• **WHAT THE EXERCISE ASKS**: Lines containing the word "bool" are to be copied from the data below.

***** DATA *****

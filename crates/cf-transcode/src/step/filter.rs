//! Filter-graph fragments.
//!
//! Each variant renders to exactly one comma-separated segment of a filter
//! chain. Chains and labels are assembled by [`crate::complex_filter`].

use serde::Serialize;
use std::time::Duration;

use crate::format::{FrameSize, PixelFormat};
use crate::state::{FadePoint, WatermarkLocation};
use crate::timecode::{format_decimal, format_millis};

/// A video filter.
#[derive(Debug, Clone, PartialEq, Serialize)]
#[serde(rename_all = "snake_case")]
pub enum VideoFilter {
    Yadif,
    YadifCuda,
    DeinterlaceVaapi,
    DeinterlaceQsv,
    /// Software scale. Anamorphic sources are first stretched to square pixels.
    Scale { size: FrameSize, anamorphic: bool },
    ScaleCuda(FrameSize),
    ScaleVaapi(FrameSize),
    ScaleQsv(FrameSize),
    /// Plain scale used for subtitle bitmaps.
    ScaleImage(FrameSize),
    /// Fit inside the box keeping aspect ratio; a missing width follows the height.
    ScaleToFit { width: Option<u32>, height: u32 },
    Pad(FrameSize),
    Crop(FrameSize),
    /// Convert to bt709 from the named source color space.
    Colorspace {
        source: &'static str,
        format: &'static str,
    },
    Format(PixelFormat),
    /// Pixel format conversion on CUDA frames.
    FormatCuda(PixelFormat),
    FormatVaapi(PixelFormat),
    FormatQsv(PixelFormat),
    HardwareDownload(PixelFormat),
    HardwareUploadCuda,
    HardwareUploadVaapi,
    HardwareUploadQsv,
    /// Burn a text subtitle stream from `path` into the frames.
    Subtitles { path: String, stream_index: u32 },
    WatermarkScale { width: u32 },
    WatermarkOpacity { opacity: u32 },
    WatermarkFade(FadePoint),
    OverlayWatermark {
        location: WatermarkLocation,
        margin_x: u32,
        margin_y: u32,
    },
    OverlaySubtitle,
}

impl VideoFilter {
    /// The ffmpeg filter that must be available for this fragment to work.
    pub fn name(&self) -> &'static str {
        match self {
            VideoFilter::Yadif => "yadif",
            VideoFilter::YadifCuda => "yadif_cuda",
            VideoFilter::DeinterlaceVaapi => "deinterlace_vaapi",
            VideoFilter::DeinterlaceQsv => "deinterlace_qsv",
            VideoFilter::Scale { .. } | VideoFilter::ScaleImage(_) => "scale",
            VideoFilter::ScaleToFit { .. } => "scale",
            VideoFilter::WatermarkScale { .. } => "scale",
            VideoFilter::ScaleCuda(_) | VideoFilter::FormatCuda(_) => "scale_cuda",
            VideoFilter::ScaleVaapi(_) | VideoFilter::FormatVaapi(_) => "scale_vaapi",
            VideoFilter::ScaleQsv(_) => "scale_qsv",
            VideoFilter::FormatQsv(_) => "vpp_qsv",
            VideoFilter::Pad(_) => "pad",
            VideoFilter::Crop(_) => "crop",
            VideoFilter::Colorspace { .. } => "colorspace",
            VideoFilter::Format(_) => "format",
            VideoFilter::HardwareDownload(_) => "hwdownload",
            VideoFilter::HardwareUploadCuda => "hwupload_cuda",
            VideoFilter::HardwareUploadVaapi | VideoFilter::HardwareUploadQsv => "hwupload",
            VideoFilter::Subtitles { .. } => "subtitles",
            VideoFilter::WatermarkOpacity { .. } => "colorchannelmixer",
            VideoFilter::WatermarkFade(_) => "fade",
            VideoFilter::OverlayWatermark { .. } | VideoFilter::OverlaySubtitle => "overlay",
        }
    }

    /// Whether frames leave this filter in device memory.
    pub fn outputs_hardware_frames(&self) -> bool {
        matches!(
            self,
            VideoFilter::YadifCuda
                | VideoFilter::DeinterlaceVaapi
                | VideoFilter::DeinterlaceQsv
                | VideoFilter::ScaleCuda(_)
                | VideoFilter::ScaleVaapi(_)
                | VideoFilter::ScaleQsv(_)
                | VideoFilter::FormatCuda(_)
                | VideoFilter::FormatVaapi(_)
                | VideoFilter::FormatQsv(_)
                | VideoFilter::HardwareUploadCuda
                | VideoFilter::HardwareUploadVaapi
                | VideoFilter::HardwareUploadQsv
        )
    }

    pub fn render(&self) -> String {
        match self {
            VideoFilter::Yadif => "yadif=1".into(),
            VideoFilter::YadifCuda => "yadif_cuda".into(),
            VideoFilter::DeinterlaceVaapi => "deinterlace_vaapi".into(),
            VideoFilter::DeinterlaceQsv => "deinterlace_qsv".into(),
            VideoFilter::Scale { size, anamorphic } => {
                let scale = format!(
                    "scale={}:{}:flags=fast_bilinear,setsar=1",
                    size.width, size.height
                );
                if *anamorphic {
                    format!("scale=iw*sar:ih,setsar=1,{scale}")
                } else {
                    scale
                }
            }
            VideoFilter::ScaleCuda(size) => format!("scale_cuda={}:{}", size.width, size.height),
            VideoFilter::ScaleVaapi(size) => {
                format!("scale_vaapi=format=nv12:w={}:h={}", size.width, size.height)
            }
            VideoFilter::ScaleQsv(size) => format!("scale_qsv=w={}:h={}", size.width, size.height),
            VideoFilter::ScaleImage(size) => format!("scale={}:{}", size.width, size.height),
            VideoFilter::ScaleToFit { width, height } => format!(
                "scale={}:{height}:force_original_aspect_ratio=decrease",
                width.map_or_else(|| "-1".to_string(), |w| w.to_string())
            ),
            VideoFilter::Pad(size) => {
                format!("pad={}:{}:(ow-iw)/2:(oh-ih)/2", size.width, size.height)
            }
            VideoFilter::Crop(size) => format!("crop={}:{}", size.width, size.height),
            VideoFilter::Colorspace { source, format } => {
                format!("colorspace=all=bt709:iall={source}:fast=1:format={format}")
            }
            VideoFilter::Format(pf) => format!("format={pf}"),
            VideoFilter::FormatCuda(pf) => format!("scale_cuda=format={pf}"),
            VideoFilter::FormatVaapi(pf) => format!("scale_vaapi=format={pf}"),
            VideoFilter::FormatQsv(pf) => format!("vpp_qsv=format={pf}"),
            VideoFilter::HardwareDownload(pf) => format!("hwdownload,format={pf}"),
            VideoFilter::HardwareUploadCuda => "hwupload_cuda".into(),
            VideoFilter::HardwareUploadVaapi => "format=nv12|vaapi,hwupload".into(),
            VideoFilter::HardwareUploadQsv => "hwupload=extra_hw_frames=64".into(),
            VideoFilter::Subtitles { path, stream_index } => {
                format!("subtitles=filename='{}':si={stream_index}", escape_filter_path(path))
            }
            VideoFilter::WatermarkScale { width } => format!("scale={width}:-1"),
            VideoFilter::WatermarkOpacity { opacity } => format!(
                "colorchannelmixer=aa={}",
                format_decimal(f64::from(*opacity) / 100.0)
            ),
            VideoFilter::WatermarkFade(fade) => format!(
                "fade={}:st={}:d={}:alpha=1",
                if fade.fade_in { "in" } else { "out" },
                format_decimal(fade.start),
                format_decimal(fade.duration)
            ),
            VideoFilter::OverlayWatermark {
                location,
                margin_x,
                margin_y,
            } => {
                let (x, y) = match location {
                    WatermarkLocation::TopLeft => (format!("{margin_x}"), format!("{margin_y}")),
                    WatermarkLocation::TopRight => {
                        (format!("W-w-{margin_x}"), format!("{margin_y}"))
                    }
                    WatermarkLocation::BottomLeft => {
                        (format!("{margin_x}"), format!("H-h-{margin_y}"))
                    }
                    WatermarkLocation::BottomRight => {
                        (format!("W-w-{margin_x}"), format!("H-h-{margin_y}"))
                    }
                    WatermarkLocation::Center => ("(W-w)/2".to_string(), "(H-h)/2".to_string()),
                };
                format!("overlay=x={x}:y={y}")
            }
            VideoFilter::OverlaySubtitle => "overlay=x=(W-w)/2:y=(H-h)/2".into(),
        }
    }
}

/// An audio filter.
#[derive(Debug, Clone, PartialEq, Serialize)]
#[serde(rename_all = "snake_case")]
pub enum AudioFilter {
    /// Stretch/squeeze audio to match timestamps; optionally restart at zero.
    Resample { realign: bool },
    LoudNorm,
    DynAudNorm,
    /// Pad with silence to the whole duration.
    Pad { duration: Duration },
}

impl AudioFilter {
    pub fn name(&self) -> &'static str {
        match self {
            AudioFilter::Resample { .. } => "aresample",
            AudioFilter::LoudNorm => "loudnorm",
            AudioFilter::DynAudNorm => "dynaudnorm",
            AudioFilter::Pad { .. } => "apad",
        }
    }

    pub fn render(&self) -> String {
        match self {
            AudioFilter::Resample { realign: false } => "aresample=async=1".into(),
            AudioFilter::Resample { realign: true } => "aresample=async=1:first_pts=0".into(),
            AudioFilter::LoudNorm => "loudnorm=I=-16:TP=-1.5:LRA=11".into(),
            AudioFilter::DynAudNorm => "dynaudnorm=f=500:g=31".into(),
            AudioFilter::Pad { duration } => format!("apad=whole_dur={}ms", format_millis(*duration)),
        }
    }
}

/// Escape a path for use inside a quoted filter argument.
fn escape_filter_path(path: &str) -> String {
    path.replace('\\', "/")
        .replace('\'', "'\\''")
        .replace(':', "\\:")
}

#[cfg(test)]
mod tests {
    use super::*;

    #[test]
    fn scale_and_pad_render() {
        let scale = VideoFilter::Scale {
            size: FrameSize::new(1920, 1000),
            anamorphic: false,
        };
        assert_eq!(scale.render(), "scale=1920:1000:flags=fast_bilinear,setsar=1");
        assert_eq!(
            VideoFilter::Pad(FrameSize::new(1920, 1080)).render(),
            "pad=1920:1080:(ow-iw)/2:(oh-ih)/2"
        );
        assert_eq!(VideoFilter::Yadif.render(), "yadif=1");
    }

    #[test]
    fn scale_to_fit_with_auto_width() {
        let fit = VideoFilter::ScaleToFit { width: None, height: 200 };
        assert_eq!(fit.render(), "scale=-1:200:force_original_aspect_ratio=decrease");
        let fit = VideoFilter::ScaleToFit { width: Some(300), height: 200 };
        assert_eq!(fit.render(), "scale=300:200:force_original_aspect_ratio=decrease");
    }

    #[test]
    fn anamorphic_scale_squares_pixels_first() {
        let scale = VideoFilter::Scale {
            size: FrameSize::new(1280, 720),
            anamorphic: true,
        };
        assert_eq!(
            scale.render(),
            "scale=iw*sar:ih,setsar=1,scale=1280:720:flags=fast_bilinear,setsar=1"
        );
    }

    #[test]
    fn hardware_filters() {
        assert_eq!(
            VideoFilter::ScaleVaapi(FrameSize::new(1280, 720)).render(),
            "scale_vaapi=format=nv12:w=1280:h=720"
        );
        assert_eq!(VideoFilter::ScaleQsv(FrameSize::new(1280, 720)).render(), "scale_qsv=w=1280:h=720");
        assert_eq!(VideoFilter::HardwareUploadVaapi.name(), "hwupload");
        assert!(VideoFilter::HardwareUploadCuda.outputs_hardware_frames());
        assert!(!VideoFilter::HardwareDownload(PixelFormat::Nv12).outputs_hardware_frames());
        assert_eq!(
            VideoFilter::HardwareDownload(PixelFormat::Nv12).render(),
            "hwdownload,format=nv12"
        );
    }

    #[test]
    fn device_format_conversions() {
        let cuda = VideoFilter::FormatCuda(PixelFormat::Yuv420p);
        assert_eq!(cuda.name(), "scale_cuda");
        assert_eq!(cuda.render(), "scale_cuda=format=yuv420p");
        assert!(cuda.outputs_hardware_frames());
        assert_eq!(
            VideoFilter::FormatVaapi(PixelFormat::P010le).render(),
            "scale_vaapi=format=p010le"
        );
        assert_eq!(VideoFilter::FormatQsv(PixelFormat::Nv12).render(), "vpp_qsv=format=nv12");
    }

    #[test]
    fn watermark_filters() {
        assert_eq!(
            VideoFilter::WatermarkOpacity { opacity: 50 }.render(),
            "colorchannelmixer=aa=0.5"
        );
        let overlay = VideoFilter::OverlayWatermark {
            location: WatermarkLocation::BottomRight,
            margin_x: 96,
            margin_y: 54,
        };
        assert_eq!(overlay.render(), "overlay=x=W-w-96:y=H-h-54");
        let fade = VideoFilter::WatermarkFade(FadePoint {
            fade_in: true,
            start: 5.0,
            duration: 1.5,
        });
        assert_eq!(fade.render(), "fade=in:st=5.0:d=1.5:alpha=1");
    }

    #[test]
    fn subtitles_path_is_escaped() {
        let filter = VideoFilter::Subtitles {
            path: "C:\\media\\it's.srt".into(),
            stream_index: 0,
        };
        assert_eq!(filter.render(), "subtitles=filename='C\\:/media/it'\\''s.srt':si=0");
    }

    #[test]
    fn audio_filters() {
        assert_eq!(AudioFilter::Resample { realign: false }.render(), "aresample=async=1");
        assert_eq!(
            AudioFilter::Resample { realign: true }.render(),
            "aresample=async=1:first_pts=0"
        );
        let pad = AudioFilter::Pad {
            duration: Duration::from_micros(1_000_100),
        };
        assert_eq!(pad.render(), "apad=whole_dur=1000.1ms");
    }
}
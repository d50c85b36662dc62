//! CLI end-to-end tests
//!
//! Tests for the castforge command-line interface. Nothing here needs ffmpeg
//! installed: builds run against capability snapshots written to a temp dir.

use assert_cmd::prelude::*;
use predicates::prelude::*;
use std::fs;
use std::path::{Path, PathBuf};
use std::process::Command;
use tempfile::tempdir;

/// Get a command for the castforge binary
#[allow(deprecated)]
fn castforge_cmd() -> Command {
    Command::cargo_bin("castforge").unwrap()
}

const JOB: &str = r#"{
    "inputs": {
        "video": {
            "path": "/tmp/whatever.mkv",
            "video_streams": [{
                "index": 0,
                "codec": "h264",
                "pixel_format": "yuv420p",
                "frame_size": {"width": 1920, "height": 1080}
            }]
        }
    },
    "frame_state": {
        "video_format": "hevc",
        "scaled_size": {"width": 1280, "height": 720}
    },
    "ffmpeg_state": {
        "encoder_hardware_acceleration": "nvenc",
        "decoder_hardware_acceleration": "nvenc"
    }
}"#;

fn write(dir: &Path, name: &str, contents: &str) -> PathBuf {
    let path = dir.join(name);
    fs::write(&path, contents).unwrap();
    path
}

#[test]
fn test_cli_no_args_shows_help() {
    let mut cmd = castforge_cmd();
    cmd.assert()
        .failure()
        .stderr(predicate::str::contains("Usage"));
}

#[test]
fn test_cli_version_command() {
    let mut cmd = castforge_cmd();
    cmd.arg("version")
        .assert()
        .success()
        .stdout(predicate::str::contains("castforge"));
}

#[test]
fn test_cli_build_with_empty_snapshot_uses_software() {
    let dir = tempdir().unwrap();
    let job = write(dir.path(), "job.json", JOB);
    let caps = write(dir.path(), "caps.json", "{}");

    let mut cmd = castforge_cmd();
    cmd.arg("build")
        .arg(&job)
        .arg("--capabilities")
        .arg(&caps)
        .assert()
        .success()
        .stdout(predicate::str::contains("libx265"))
        .stdout(predicate::str::contains("hevc_nvenc").not())
        .stdout(predicate::str::contains("-hwaccel").not());
}

#[test]
fn test_cli_build_with_nvenc_snapshot() {
    let dir = tempdir().unwrap();
    let job = write(dir.path(), "job.json", JOB);
    let caps = write(
        dir.path(),
        "caps.json",
        r#"{"encoders": ["hevc_nvenc"], "hardware_accels": ["cuda"], "filters": ["scale_cuda"]}"#,
    );

    let mut cmd = castforge_cmd();
    cmd.arg("build")
        .arg(&job)
        .arg("--capabilities")
        .arg(&caps)
        .assert()
        .success()
        .stdout(predicate::str::contains("hevc_nvenc"))
        .stdout(predicate::str::contains("scale_cuda=1280:720"));
}

#[test]
fn test_cli_build_json_output() {
    let dir = tempdir().unwrap();
    let job = write(dir.path(), "job.json", JOB);
    let caps = write(dir.path(), "caps.json", "{}");

    let output = castforge_cmd()
        .arg("build")
        .arg(&job)
        .arg("--capabilities")
        .arg(&caps)
        .arg("--json")
        .output()
        .unwrap();
    assert!(output.status.success());

    let value: serde_json::Value = serde_json::from_slice(&output.stdout).unwrap();
    let arguments = value["command"]["arguments"].as_array().unwrap();
    assert_eq!(arguments[0], "-nostdin");
    assert!(value["steps"].as_array().unwrap().len() > 5);
}

#[test]
fn test_cli_build_invalid_job_exit_code() {
    let dir = tempdir().unwrap();
    let job = write(dir.path(), "job.json", r#"{"inputs": {}}"#);
    let caps = write(dir.path(), "caps.json", "{}");

    let mut cmd = castforge_cmd();
    cmd.arg("build")
        .arg(&job)
        .arg("--capabilities")
        .arg(&caps)
        .assert()
        .code(7)
        .stderr(predicate::str::contains("invalid transcode job"));
}

#[test]
fn test_cli_build_missing_job_fails() {
    let mut cmd = castforge_cmd();
    cmd.arg("build")
        .arg("/nonexistent/job.json")
        .assert()
        .failure()
        .stderr(predicate::str::contains("does not exist"));
}

#[test]
fn test_cli_concat_command() {
    let mut cmd = castforge_cmd();
    cmd.arg("concat")
        .arg("http://localhost:8080/ffmpeg/concat/1")
        .arg("--channel-name")
        .arg("Some Channel")
        .assert()
        .success()
        .stdout(predicate::str::contains("service_name=\"Some Channel\""))
        .stdout(predicate::str::contains("+initial_discontinuity"));
}

#[test]
fn test_cli_segmenter_command() {
    let mut cmd = castforge_cmd();
    cmd.arg("segmenter")
        .arg("http://localhost:8080/iptv/session/1/hls.m3u8")
        .arg("--channel-name")
        .arg("Some Channel")
        .assert()
        .success()
        .stdout(predicate::str::contains("service_provider=\"castforge\""))
        .stdout(predicate::str::contains("+initial_discontinuity").not());
}

#[test]
fn test_cli_resize_command() {
    let mut cmd = castforge_cmd();
    cmd.args(["resize", "/in.png", "/out.jpg", "--height", "200"])
        .assert()
        .success()
        .stdout(predicate::str::contains(
            "scale=-1:200:force_original_aspect_ratio=decrease",
        ));
}

#[test]
fn test_cli_validate_config() {
    let dir = tempdir().unwrap();
    let config = write(
        dir.path(),
        "config.json",
        r#"{"transcode": {"hw_accel": "vaapi", "service_provider": "Retro TV"}}"#,
    );

    let mut cmd = castforge_cmd();
    cmd.arg("validate")
        .arg(&config)
        .assert()
        .success()
        .stdout(predicate::str::contains("Configuration is valid"))
        .stdout(predicate::str::contains("Retro TV"));
}

#[test]
fn test_cli_validate_malformed_config_fails() {
    let dir = tempdir().unwrap();
    let config = write(dir.path(), "config.json", "{ not json");

    let mut cmd = castforge_cmd();
    cmd.arg("validate").arg(&config).assert().code(2);
}

#[test]
fn test_cli_check_tools_command() {
    let mut cmd = castforge_cmd();
    cmd.arg("check-tools")
        .assert()
        .success()
        .stdout(predicate::str::contains("ffmpeg"));
}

*****

• **OUTPUT OF THE EXERCISE**:
    Scale { size: FrameSize, anamorphic: bool },
    pub fn outputs_hardware_frames(&self) -> bool {
    Resample { realign: bool },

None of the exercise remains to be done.